Kinderen van 1 maand en ouder en jongvolwassenen (onder 18 jaar)
0,1 mg ondansetron per kg lichaamsgewicht (tot een maximum van 4 mg ondansetron) toegediend via een ader als langzame injectie
Gerenvooieerde versie
ONDANSETRON RATIOPHARM 4MG2ML oplossing voor injectie
Speciale patiëntengroepen
Patiënten met een verminderde werking van de nieren
De dosering hoeft niet te worden aangepast.
Patiënten met een verminderde werking van de lever
Bij patiënten met een matig tot ernstig verminderde werking van de lever, mag de totale dagelijkse dosering van 8 mg ondansetron niet worden overschreden.
Patiënten met een specifieke leverafwijking (zwakke sparteïne/debrisoquine-stofwisseling)
In studies met gezonde vrijwilligers zijn er geen veranderingen in de halfwaardetijd gerapporteerd voor mensen met een zwakke sparteïne/debrisoquine-stofwisseling.
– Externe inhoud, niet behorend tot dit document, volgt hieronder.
//! Record export shared by the dashboard and `scantool`.

use crate::record::{format_timestamp, AttendanceRecord};
use chrono::{DateTime, Utc};
use serde::Serialize;
use std::str::FromStr;

const CSV_HEADER: [&str; 6] = [
    "Card ID",
    "Timestamp",
    "Location",
    "Device ID",
    "Device Name",
    "Synced",
];

#[derive(Debug, Clone, Copy, PartialEq, Eq)]
pub enum ExportFormat {
    Csv,
    Json,
}

impl ExportFormat {
    pub fn extension(&self) -> &'static str {
        match self {
            ExportFormat::Csv => "csv",
            ExportFormat::Json => "json",
        }
    }

    pub fn content_type(&self) -> &'static str {
        match self {
            ExportFormat::Csv => "text/csv",
            ExportFormat::Json => "application/json",
        }
    }
}

impl FromStr for ExportFormat {
    type Err = String;

    fn from_str(s: &str) -> Result<Self, Self::Err> {
        match s.to_ascii_lowercase().as_str() {
            "csv" => Ok(ExportFormat::Csv),
            "json" => Ok(ExportFormat::Json),
            other => Err(format!("Invalid format '{}'. Use csv or json", other)),
        }
    }
}

#[derive(Serialize)]
struct JsonExport<'a> {
    records: &'a [AttendanceRecord],
    exported_at: DateTime<Utc>,
}

/// Keep records matching `synced` (all when `None`), newest first
pub fn select(mut records: Vec<AttendanceRecord>, synced: Option<bool>) -> Vec<AttendanceRecord> {
    if let Some(synced) = synced {
        records.retain(|r| r.synced == synced);
    }
    records.sort_by(|a, b| b.timestamp.cmp(&a.timestamp));
    records
}

/// Render records in the requested format
pub fn render(
    records: &[AttendanceRecord],
    format: ExportFormat,
    exported_at: DateTime<Utc>,
) -> serde_json::Result<String> {
    match format {
        ExportFormat::Csv => Ok(to_csv(records)),
        ExportFormat::Json => serde_json::to_string_pretty(&JsonExport {
            records,
            exported_at,
        }),
    }
}

/// Download name such as `scanlog_records_20240301_090000.csv`
pub fn file_name(format: ExportFormat, at: DateTime<Utc>) -> String {
    format!(
        "scanlog_records_{}.{}",
        at.format("%Y%m%d_%H%M%S"),
        format.extension()
    )
}

fn to_csv(records: &[AttendanceRecord]) -> String {
    let mut out = String::new();
    push_row(&mut out, CSV_HEADER.iter().copied());

    for record in records {
        let timestamp = format_timestamp(&record.timestamp);
        let synced = if record.synced { "Yes" } else { "No" };
        push_row(
            &mut out,
            [
                record.card_id.as_str(),
                timestamp.as_str(),
                record.location.as_str(),
                record.device_id.as_str(),
                record.device_name.as_str(),
                synced,
            ],
        );
    }
    out
}

fn push_row<'a>(out: &mut String, fields: impl IntoIterator<Item = &'a str>) {
    for (i, field) in fields.into_iter().enumerate() {
        if i > 0 {
            out.push(',');
        }
        if field.contains([',', '"', '\n', '\r']) {
            out.push('"');
            out.push_str(&field.replace('"', "\"\""));
            out.push('"');
        } else {
            out.push_str(field);
        }
    }
    out.push_str("\r\n");
}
Daarom wordt verwacht dat na herhaalde dosering het niveau van deze stoffen bij deze patiënten niet zal verschillen van gewone patiënten.
Wijze van gebruik en duur van de behandeling
Voor intraveneuze injectie of intraveneuze infusie na verdunning.
De duur van behandeling wordt door uw arts bepaald.
In geval u bemerkt dat Ondansetron ratiopharm te sterk of juist te weinig werkt, raadpleeg dan uw arts.
Wanneer u te veel Ondansetron ratiopharm heeft gekregen, neem dan onmiddellijk contact op met uw arts of apotheker.
Bij een beperkt aantal patiënten zijn de volgende verschijnselen van overdosering gemeld: stoornissen bij het zien, ernstige verstopping (obstipatie), verlaagde bloeddruk en voorbijgaande stoornis in de geleiding van het hart leidend tot hartritmestoornissen. In alle gevallen verdwijnen de symptomen volledig.
Ondansetron verlengt het QT interval op een dosis afhankelijke manier. ECG observatie wordt aanbevolen in het geval van overdosering.
Er is geen speciaal antidotum (tegengif) tegen ondansetron. Daarom moeten in alle gevallen van vermoedelijke overdosering geschikte symptomatische behandelingen en ondersteunende maatregelen worden ingesteld.
U mag geen dubbele dosis krijgen. De behandeling moet worden voortgezet zoals bepaald door uw arts.